Here's one more indicator that could foretell a near-term explosion in the price of gold - the backwardation of silver prices in the London market. In normal commodity markets, contracts for delivery in future months trade at a premium to the current, or spot, month. In general the premium is tied into prevailing interest rates. Such normal markets are said to be in contango. When there is an unusually strong demand for immediate delivery commodities, it is possible that the current spot month price could exceed the price for delivery in future months. This condition is called backwardation.

The London silver market has been in continuous backwardation for about two months. This portends an imminent supply squeeze that could spill over into other precious metals markets, with much higher prices for all of them.

When Warren Buffet's Berkshire Hathaway bought 129.7 million ounces of silver contracts in 1997 for delivery in early 1998, then requested physical delivery instead of rolling over the paper contracts, the price of silver soared. On Aug. 6, 1997, the closing U.S. silver spot price was $4.30. Six months later, on Feb. 5, 1998,, it was $7.23, a 68 percent increase. Late last year, Warren Buffett spent about $7 billion buying shares in Goldman Sachs and General Electric. Even with the recent stock market surge, he has lost a substantial portion of these investments. I guarantee you that if he had instead put the same amount into purchasing silver for physical delivery, Buffett would be in a huge profit position today.

Compared to the trillions of dollars that are flooding the paper asset market to try to stem the downfall, it would take a comparatively trivial amount of investor interest in buying gold and silver to send prices to double or triple current levels.

Notes on last week's column: The best information I have as to the source of the gold that was dumped onto the market on March 6 in an effort to drive down gold prices is that it came from exchange-traded funds (ETFs).

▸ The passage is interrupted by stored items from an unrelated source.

use std::time::Duration;
use thiserror::Error;

/// Failures raised by the store layer and everything built on it.
///
/// The `Display` text carries the diagnostic detail. It is meant for logs;
/// the HTTP layer replaces it with a fixed message per kind.
#[derive(Error, Debug, Clone, PartialEq, Eq)]
pub enum StoreError {
    #[error("Configuration error: {0}")]
    Configuration(String),

    #[error("Connectivity error: {0}")]
    Connectivity(String),

    #[error("Operation failed: {0}")]
    Operation(String),

    #[error("Timed out after {}ms: {operation}", elapsed.as_millis())]
    Timeout {
        operation: &'static str,
        elapsed: Duration,
    },

    #[error("Validation error: {0}")]
    Validation(String),
}

impl StoreError {
    pub fn configuration(message: impl Into<String>) -> Self {
        Self::Configuration(message.into())
    }

    pub fn connectivity(message: impl Into<String>) -> Self {
        Self::Connectivity(message.into())
    }

    pub fn operation(message: impl Into<String>) -> Self {
        Self::Operation(message.into())
    }

    pub fn timeout(operation: &'static str, elapsed: Duration) -> Self {
        Self::Timeout { operation, elapsed }
    }

    /// Connectivity-class failures may succeed on a later, independent request.
    pub fn is_retryable(&self) -> bool {
        matches!(self, Self::Connectivity(_) | Self::Timeout { .. })
    }
}

pub type StoreResult<T> = std::result::Result<T, StoreError>;

/// Runs `future` under `limit`, mapping expiry to [`StoreError::Timeout`].
pub async fn with_timeout<T, F>(operation: &'static str, limit: Duration, future: F) -> StoreResult<T>
where
    F: std::future::Future<Output = StoreResult<T>>,
{
    match tokio::time::timeout(limit, future).await {
        Ok(result) => result,
        Err(_) => Err(StoreError::timeout(operation, limit)),
    }
}
//! Search filters and ordering for parcel listings.

use crate::store::{Filter, SortSpec};

/// Historical field names that all carry an email address on a parcel.
pub const ALIAS_FIELDS: [&str; 5] = [
    "email",
    "userEmail",
    "senderEmail",
    "recipientEmail",
    "creatorEmail",
];

/// Recency keys, most significant first. `_id` embeds the creation time.
pub const RECENCY_FIELDS: [&str; 4] = ["createdAt", "date", "timestamp", "_id"];

/// Filter for an optional email search term.
///
/// A missing or blank term matches every parcel. Otherwise a parcel matches
/// when any alias field contains the term, ignoring case. The term is matched
/// literally; pattern metacharacters carry no meaning.
pub fn build_email_filter(term: Option<&str>) -> Filter {
    match term.map(str::trim).filter(|term| !term.is_empty()) {
        None => Filter::All,
        Some(term) => Filter::Any(
            ALIAS_FIELDS
                .iter()
                .map(|field| Filter::contains_ignore_case(*field, term))
                .collect(),
        ),
    }
}

/// Newest-first ordering used for every listing.
///
/// This is one compound sort over all four keys, not a per-parcel fallback
/// to the first field that is present. A parcel lacking `createdAt` sorts
/// after every parcel that has one, whatever its `date` says.
pub fn default_sort() -> SortSpec {
    RECENCY_FIELDS
        .iter()
        .fold(SortSpec::new(), |sort, field| sort.descending(*field))
}

#[cfg(test)]
mod tests {
    use super::*;
    use mongodb::bson::{Document, doc};

    fn matches(term: Option<&str>, document: Document) -> bool {
        build_email_filter(term).matches(&document)
    }

    #[test]
    fn absent_or_blank_term_matches_everything() {
        assert_eq!(build_email_filter(None), Filter::All);
        assert_eq!(build_email_filter(Some("")), Filter::All);
        assert_eq!(build_email_filter(Some("   ")), Filter::All);
    }

    #[test]
    fn every_alias_field_is_searched() {
        for field in ALIAS_FIELDS {
            let mut document = Document::new();
            document.insert(field, "Someone@Example.com");
            assert!(matches(Some("someone@example"), document), "{field}");
        }
    }

    #[test]
    fn unrelated_fields_are_ignored() {
        assert!(!matches(
            Some("a@x.com"),
            doc! { "contactEmail": "a@x.com", "note": "a@x.com" }
        ));
    }

    #[test]
    fn match_is_case_insensitive_substring() {
        let parcel = doc! { "senderEmail": "a@x.com" };
        assert!(matches(Some("A@X.COM"), parcel.clone()));
        assert!(matches(Some("@X."), parcel.clone()));
        assert!(!matches(Some("b@x.com"), parcel));
    }

    #[test]
    fn metacharacters_are_literal() {
        let parcel = doc! { "email": "axb@x.com" };
        assert!(!matches(Some("a.b"), parcel));
        assert!(matches(Some("(a)"), doc! { "email": "note (a) here" }));
        assert!(matches(Some("*"), doc! { "email": "x*y" }));
    }

    #[test]
    fn rendered_filter_is_an_or_over_aliases() {
        let rendered = build_email_filter(Some("a@x.com")).to_document();
        let branches = rendered.get_array("$or").unwrap();
        assert_eq!(branches.len(), ALIAS_FIELDS.len());
        assert_eq!(
            branches[0].as_document().unwrap(),
            &doc! { "email": { "$regex": "a@x\\.com", "$options": "i" } }
        );
    }

    #[test]
    fn default_sort_is_compound_descending() {
        assert_eq!(
            default_sort().to_document(),
            doc! { "createdAt": -1, "date": -1, "timestamp": -1, "_id": -1 }
        );
    }

    #[test]
    fn default_sort_does_not_fall_back_per_record() {
        let sort = default_sort();
        let dated_only = doc! { "date": 2_000_000 };
        let created = doc! { "createdAt": 1 };

        // `created` wins on the first key even though `dated_only` is newer
        // by its own field.
        assert_eq!(sort.compare(&created, &dated_only), std::cmp::Ordering::Less);
    }
}
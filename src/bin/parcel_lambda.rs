//! Function-per-invocation entry point.
//!
//! The runtime keeps the process alive between invocations, so the store
//! connection cached in `AppState` is reused until the host freezes or
//! recycles the process.

use lambda_http::{Error, run};
use parcel_service::{AppConfig, AppState, build_router, telemetry};

#[tokio::main]
async fn main() -> Result<(), Error> {
    telemetry::init_tracing();

    let config = AppConfig::from_env()?;
    let app = build_router(AppState::from_config(config));

    run(app).await
}
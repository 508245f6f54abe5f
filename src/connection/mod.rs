pub mod cache;
pub mod config;

pub use cache::{CacheStats, ConnectionCache, ConnectionLease};
pub use config::StoreSettings;
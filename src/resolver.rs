//! Resolves caller-supplied parcel identifiers.
//!
//! Parcels written over the years carry their identity in different shapes:
//! a native object id in `_id`, the same id persisted as plain text in `_id`,
//! or a separate scalar `id` field. An identifier is tried against each shape
//! in that order and the first one that hits wins.

use crate::core::{StoreError, StoreResult};
use crate::store::{Filter, ParcelCollection};
use mongodb::bson::Document;
use mongodb::bson::oid::ObjectId;
use serde_json::Value as JsonValue;
use std::fmt;
use tracing::debug;

/// One way of interpreting an identifier.
#[derive(Debug, Clone, PartialEq, Eq)]
pub enum MatchStrategy {
    /// `_id` holds a native object id.
    NativeLocator(ObjectId),
    /// `_id` holds the identifier as plain text.
    LocatorText(String),
    /// A separate `id` field holds the identifier.
    IdField(String),
}

impl MatchStrategy {
    pub fn filter(&self) -> Filter {
        match self {
            MatchStrategy::NativeLocator(oid) => Filter::eq("_id", *oid),
            MatchStrategy::LocatorText(text) => Filter::eq("_id", text.as_str()),
            MatchStrategy::IdField(text) => Filter::eq("id", text.as_str()),
        }
    }

    pub fn name(&self) -> &'static str {
        match self {
            MatchStrategy::NativeLocator(_) => "native_locator",
            MatchStrategy::LocatorText(_) => "locator_text",
            MatchStrategy::IdField(_) => "id_field",
        }
    }
}

impl fmt::Display for MatchStrategy {
    fn fmt(&self, f: &mut fmt::Formatter<'_>) -> fmt::Result {
        f.write_str(self.name())
    }
}

/// Outcome of running an identifier through every strategy.
#[derive(Debug, Clone, PartialEq)]
pub enum Resolution<T> {
    Found { value: T, strategy: MatchStrategy },
    /// Every applicable strategy missed. `locator_formatted` records whether
    /// the identifier could have been a native locator at all.
    NotFound { locator_formatted: bool },
}

#[derive(Debug, Clone, PartialEq, Eq)]
pub struct IdentifierResolver {
    identifier: String,
    locator: Option<ObjectId>,
}

impl IdentifierResolver {
    /// Accept any non-blank identifier.
    ///
    /// Locator format is checked here but a malformed locator is not an
    /// error: it only disables the native strategy.
    pub fn new(identifier: &str) -> StoreResult<Self> {
        if identifier.trim().is_empty() {
            return Err(StoreError::Validation(
                "parcel id must not be empty".to_string(),
            ));
        }

        Ok(Self {
            identifier: identifier.to_string(),
            locator: ObjectId::parse_str(identifier).ok(),
        })
    }

    /// Accept an identifier taken from a JSON body, which must be a string.
    pub fn from_json(value: &JsonValue) -> StoreResult<Self> {
        match value {
            JsonValue::String(identifier) => Self::new(identifier),
            other => Err(StoreError::Validation(format!(
                "parcel id must be a string, got {other}"
            ))),
        }
    }

    pub fn identifier(&self) -> &str {
        &self.identifier
    }

    /// True for 24 hexadecimal characters.
    pub fn is_locator_formatted(&self) -> bool {
        self.locator.is_some()
    }

    /// Strategies to try, in priority order.
    pub fn strategies(&self) -> Vec<MatchStrategy> {
        let mut strategies = Vec::with_capacity(3);
        if let Some(oid) = self.locator {
            strategies.push(MatchStrategy::NativeLocator(oid));
        }
        strategies.push(MatchStrategy::LocatorText(self.identifier.clone()));
        strategies.push(MatchStrategy::IdField(self.identifier.clone()));
        strategies
    }

    fn not_found<T>(&self) -> Resolution<T> {
        Resolution::NotFound {
            locator_formatted: self.is_locator_formatted(),
        }
    }

    /// Fetch the first parcel matched by any strategy
    pub async fn find(&self, parcels: &dyn ParcelCollection) -> StoreResult<Resolution<Document>> {
        for strategy in self.strategies() {
            if let Some(document) = parcels.find_one(&strategy.filter()).await? {
                debug!(id = %self.identifier, %strategy, "parcel resolved");
                return Ok(Resolution::Found {
                    value: document,
                    strategy,
                });
            }
        }
        Ok(self.not_found())
    }

    /// Delete through the first strategy that removes something
    pub async fn delete(&self, parcels: &dyn ParcelCollection) -> StoreResult<Resolution<u64>> {
        for strategy in self.strategies() {
            let deleted = parcels.delete_one(&strategy.filter()).await?;
            if deleted > 0 {
                debug!(id = %self.identifier, %strategy, deleted, "parcel deleted");
                return Ok(Resolution::Found {
                    value: deleted,
                    strategy,
                });
            }
        }
        Ok(self.not_found())
    }
}

#[cfg(test)]
mod tests {
    use super::*;
    use serde_json::json;

    #[test]
    fn empty_identifier_is_rejected() {
        assert!(matches!(
            IdentifierResolver::new(""),
            Err(StoreError::Validation(_))
        ));
        assert!(matches!(
            IdentifierResolver::new("  "),
            Err(StoreError::Validation(_))
        ));
    }

    #[test]
    fn non_string_json_is_rejected() {
        assert!(IdentifierResolver::from_json(&json!(42)).is_err());
        assert!(IdentifierResolver::from_json(&json!(null)).is_err());
        assert!(IdentifierResolver::from_json(&json!("abc")).is_ok());
    }

    #[test]
    fn locator_formatted_identifier_tries_all_three() {
        let resolver = IdentifierResolver::new("65a1f0c2e4b0a1b2c3d4e5f6").unwrap();
        let names: Vec<_> = resolver.strategies().iter().map(MatchStrategy::name).collect();
        assert_eq!(names, ["native_locator", "locator_text", "id_field"]);
    }

    #[test]
    fn malformed_identifier_skips_native_strategy() {
        let resolver = IdentifierResolver::new("not-a-valid-id").unwrap();
        assert!(!resolver.is_locator_formatted());
        assert_eq!(
            resolver.strategies(),
            vec![
                MatchStrategy::LocatorText("not-a-valid-id".into()),
                MatchStrategy::IdField("not-a-valid-id".into()),
            ]
        );
    }

    #[test]
    fn wrong_length_hex_is_not_a_locator() {
        assert!(!IdentifierResolver::new("65a1f0c2e4b0").unwrap().is_locator_formatted());
        assert!(!IdentifierResolver::new("zza1f0c2e4b0a1b2c3d4e5f6").unwrap().is_locator_formatted());
    }
}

Many ETFs are allowed to lease gold, though I suspect an intermediary (ultimately I believe to be the U.S. government) subsidized leasing gold at a loss that day.

Also, several readers who contributed comments on last week's column wondered how long the U.S. government might be able to manipulate gold prices. A 1961 document prepared for the Federal Reserve outlined how the U.S. government could do so. I personally think that the available documentation points to manipulation going back at least to the mid-1990s.

Someday the U.S. government will run out of assets and other tactics to suppress gold prices. The facts that it has been unable to prevent the nearly quadrupling of the gold price during this decade and that the manipulation has become more obvious as time goes on lead me to expect that the U.S. government is getting close to the end of its ability to suppress gold's price. How close are we? No one knows for sure. Those in the government working on the manipulation are not talking, if even they have any idea. But if you consider that the gold price suppression may have been going on for decades, however long it takes for gold to reach $1,500, $2,000, and higher will seem short in comparison.